[PATCH] D81296: [PDB] Defer public serialization until PDB writing
Reid "Away June-Sep" Kleckner via Phabricator via llvm-commits
llvm-commits at lists.llvm.org
Tue Jun 30 11:24:44 PDT 2020
rnk marked 8 inline comments as done.
rnk added inline comments.
================
Comment at: llvm/include/llvm/DebugInfo/PDB/Native/GSIStreamBuilder.h:122
+ // PublicSymFlags.
+ uint16_t Flags : 3;
----------------
aganea wrote:
> `PublicSymFlags` needs 4 bits, you could take one from `BucketIdx` below since you don't need more than 12 bits for that - you're doing `% IPHR_HASH` below.

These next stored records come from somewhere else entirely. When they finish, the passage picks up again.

use std::fs::File;
use std::io::Read;
use std::path::{Path, PathBuf};
use std::time::Duration;

use anyhow::{anyhow, Context, Result};
use indicatif::{ProgressBar, ProgressStyle};
use reqwest::blocking::multipart::Form;
use serde::Deserialize;
use tracing::info;

use crate::api::{self, UploadAuth};
use crate::auth::Session;
use crate::error::FeedError;
use crate::model::{self, NewVideo, Transformation, VideoRecord};

pub const MAX_VIDEO_BYTES: u64 = 100 * 1024 * 1024;
pub const MAX_IMAGE_BYTES: u64 = 5 * 1024 * 1024;
pub const DEFAULT_UPLOAD_URL: &str = "https://upload.imagekit.io/api/v1/files/upload";

const SNIFF_BYTES: usize = 8 * 1024;
const IMAGE_TYPES: [&str; 3] = ["image/jpeg", "image/png", "image/webp"];

#[derive(Debug, Clone, Copy, PartialEq, Eq)]
pub enum MediaKind {
    Video,
    Image,
}

impl MediaKind {
    pub fn folder(self) -> &'static str {
        match self {
            MediaKind::Video => "/videos",
            MediaKind::Image => "/images",
        }
    }

    pub fn max_bytes(self) -> u64 {
        match self {
            MediaKind::Video => MAX_VIDEO_BYTES,
            MediaKind::Image => MAX_IMAGE_BYTES,
        }
    }

    fn file_stem(self) -> &'static str {
        match self {
            MediaKind::Video => "video",
            MediaKind::Image => "image",
        }
    }

    /// Checks a sniffed mime type and size against this kind's limits.
    pub fn check(self, mime: &str, size: u64) -> Result<(), FeedError> {
        match self {
            MediaKind::Video if !mime.starts_with("video/") => {
                return Err(FeedError::Validation(
                    "please choose a video file".to_string(),
                ))
            }
            MediaKind::Image if !IMAGE_TYPES.contains(&mime) => {
                return Err(FeedError::Validation(
                    "thumbnails must be JPEG, PNG, or WEBP".to_string(),
                ))
            }
            _ => {}
        }
        if size >= self.max_bytes() {
            let limit_mb = self.max_bytes() / (1024 * 1024);
            return Err(FeedError::Validation(format!(
                "{} must be less than {limit_mb} MB",
                self.file_stem()
            )));
        }
        Ok(())
    }
}

/// A local file that passed validation.
#[derive(Debug, Clone)]
pub struct LocalMedia {
    pub path: PathBuf,
    pub kind: MediaKind,
    pub mime: String,
    pub size: u64,
}

pub fn inspect(path: &Path, kind: MediaKind) -> Result<LocalMedia> {
    let mut file =
        File::open(path).with_context(|| format!("upload: open {}", path.display()))?;
    let size = file
        .metadata()
        .with_context(|| format!("upload: stat {}", path.display()))?
        .len();
    let mut head = Vec::with_capacity(SNIFF_BYTES);
    file.by_ref()
        .take(SNIFF_BYTES as u64)
        .read_to_end(&mut head)
        .with_context(|| format!("upload: read {}", path.display()))?;
    let mime = tree_magic_mini::from_u8(&head).to_string();
    kind.check(&mime, size)?;
    Ok(LocalMedia {
        path: path.to_path_buf(),
        kind,
        mime,
        size,
    })
}

#[derive(Debug, Clone, Deserialize, PartialEq)]
#[serde(rename_all = "camelCase")]
pub struct UploadedMedia {
    pub url: String,
    #[serde(default)]
    pub file_id: String,
    #[serde(default)]
    pub width: Option<u32>,
    #[serde(default)]
    pub height: Option<u32>,
    #[serde(default)]
    pub duration: Option<f64>,
}

pub trait MediaHost: Send + Sync {
    fn upload(&self, media: &LocalMedia, auth: &UploadAuth) -> Result<UploadedMedia>;
}

pub struct ImageKitHost {
    http: reqwest::blocking::Client,
    upload_url: String,
}

impl ImageKitHost {
    pub fn new(upload_url: impl Into<String>, timeout: Duration) -> Result<Self> {
        let http = reqwest::blocking::Client::builder()
            .timeout(timeout)
            .build()
            .context("upload: build http client")?;
        let upload_url = upload_url.into();
        Ok(Self {
            http,
            upload_url: if upload_url.trim().is_empty() {
                DEFAULT_UPLOAD_URL.to_string()
            } else {
                upload_url
            },
        })
    }
}

impl MediaHost for ImageKitHost {
    fn upload(&self, media: &LocalMedia, auth: &UploadAuth) -> Result<UploadedMedia> {
        let extension = media
            .path
            .extension()
            .and_then(|ext| ext.to_str())
            .map(|ext| format!(".{ext}"))
            .unwrap_or_default();
        let form = Form::new()
            .text("fileName", format!("{}{extension}", media.kind.file_stem()))
            .text("useUniqueFileName", "true")
            .text("folder", media.kind.folder())
            .text("publicKey", auth.public_key.clone())
            .text("signature", auth.signature.clone())
            .text("expire", auth.expire.to_string())
            .text("token", auth.token.clone())
            .file("file", &media.path)
            .with_context(|| format!("upload: attach {}", media.path.display()))?;
        let response = self
            .http
            .post(&self.upload_url)
            .multipart(form)
            .send()
            .context("upload: send to media host")?;
        let status = response.status();
        if !status.is_success() {
            let body = response.text().unwrap_or_default();
            return Err(anyhow!("upload: media host returned {status}: {}", body.trim()));
        }
        response
            .json::<UploadedMedia>()
            .context("upload: decode media host response")
    }
}

#[derive(Debug, Clone)]
pub struct UploadRequest {
    pub video: PathBuf,
    pub thumbnail: PathBuf,
    pub title: String,
    pub description: String,
    pub duration: Option<f64>,
}

impl UploadRequest {
    /// Checks what can be checked before any bytes leave the machine.
    pub fn validate(&self) -> Result<(), FeedError> {
        for (field, value) in [("title", &self.title), ("description", &self.description)] {
            if value.trim().is_empty() {
                return Err(FeedError::Validation(format!("{field} is required")));
            }
        }
        if let Some(duration) = self.duration {
            model::validate_duration(duration)?;
        }
        Ok(())
    }
}

/// Validates, uploads both files and creates the video record.
pub fn publish(
    client: &api::Client,
    host: &dyn MediaHost,
    session: &Session,
    auth_path: &str,
    request: &UploadRequest,
) -> Result<VideoRecord> {
    request.validate()?;
    let video = inspect(&request.video, MediaKind::Video)?;
    let thumbnail = inspect(&request.thumbnail, MediaKind::Image)?;

    let spinner = ProgressBar::new_spinner();
    spinner.set_style(
        ProgressStyle::with_template("{spinner} {msg}")
            .unwrap_or_else(|_| ProgressStyle::default_spinner()),
    );
    spinner.enable_steady_tick(Duration::from_millis(100));

    let result = (|| -> Result<VideoRecord> {
        spinner.set_message(format!("Uploading video ({} KB)", video.size / 1024));
        let auth = client.upload_auth(session, auth_path)?;
        let uploaded_video = host.upload(&video, &auth)?;

        spinner.set_message("Uploading thumbnail");
        let auth = client.upload_auth(session, auth_path)?;
        let uploaded_thumb = host.upload(&thumbnail, &auth)?;

        spinner.set_message("Saving video");
        let draft = draft_from_upload(request, &uploaded_video, &uploaded_thumb)?;
        client.create_video(session, &draft)
    })();
    spinner.finish_and_clear();

    let record = result?;
    info!(video_id = %record.id, "video published");
    Ok(record)
}

fn draft_from_upload(
    request: &UploadRequest,
    video: &UploadedMedia,
    thumbnail: &UploadedMedia,
) -> Result<NewVideo, FeedError> {
    let duration = video.duration.or(request.duration).unwrap_or(0.0);
    model::validate_duration(duration)?;
    if let (Some(width), Some(height)) = (video.width, video.height) {
        if !model::is_vertical_reel(width, height) {
            return Err(FeedError::Validation(format!(
                "videos must be vertical 9:16, got {width}x{height}"
            )));
        }
    }
    let draft = NewVideo {
        title: request.title.trim().to_string(),
        description: request.description.trim().to_string(),
        video_url: video.url.clone(),
        thumbnail_url: thumbnail.url.clone(),
        controls: true,
        duration,
        aspect_ratio: model::ASPECT_RATIO.to_string(),
        transformation: Transformation::default(),
    };
    draft.validate()?;
    Ok(draft)
}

Ah, true. I looked at the enum and thought it was a four value enum, not a four *flag* enum.
================
Comment at: llvm/lib/DebugInfo/PDB/Native/GSIStreamBuilder.cpp:43
std::vector<PSHashRecord> HashRecords;
std::array<support::ulittle32_t, (IPHR_HASH + 32) / 32> HashBitmap;
std::vector<support::ulittle32_t> HashBuckets;
----------------
hans wrote:
> I see this was just moved, but if the goal is to compute ceil(IPHR_HASH / 32) then I think +31 instead of +32 would be enough.
For some reason, the PDB on disk has `IPHR_HASH + 1` buckets, and this needs to be reflected in the bitmap, which needs `ceil(IPHR_HASH+1/32)` words. The last bucket is always empty, since the hash is always calculated as `crc32 % IPHR_HASH` (not `%IPHR_HASH+1`).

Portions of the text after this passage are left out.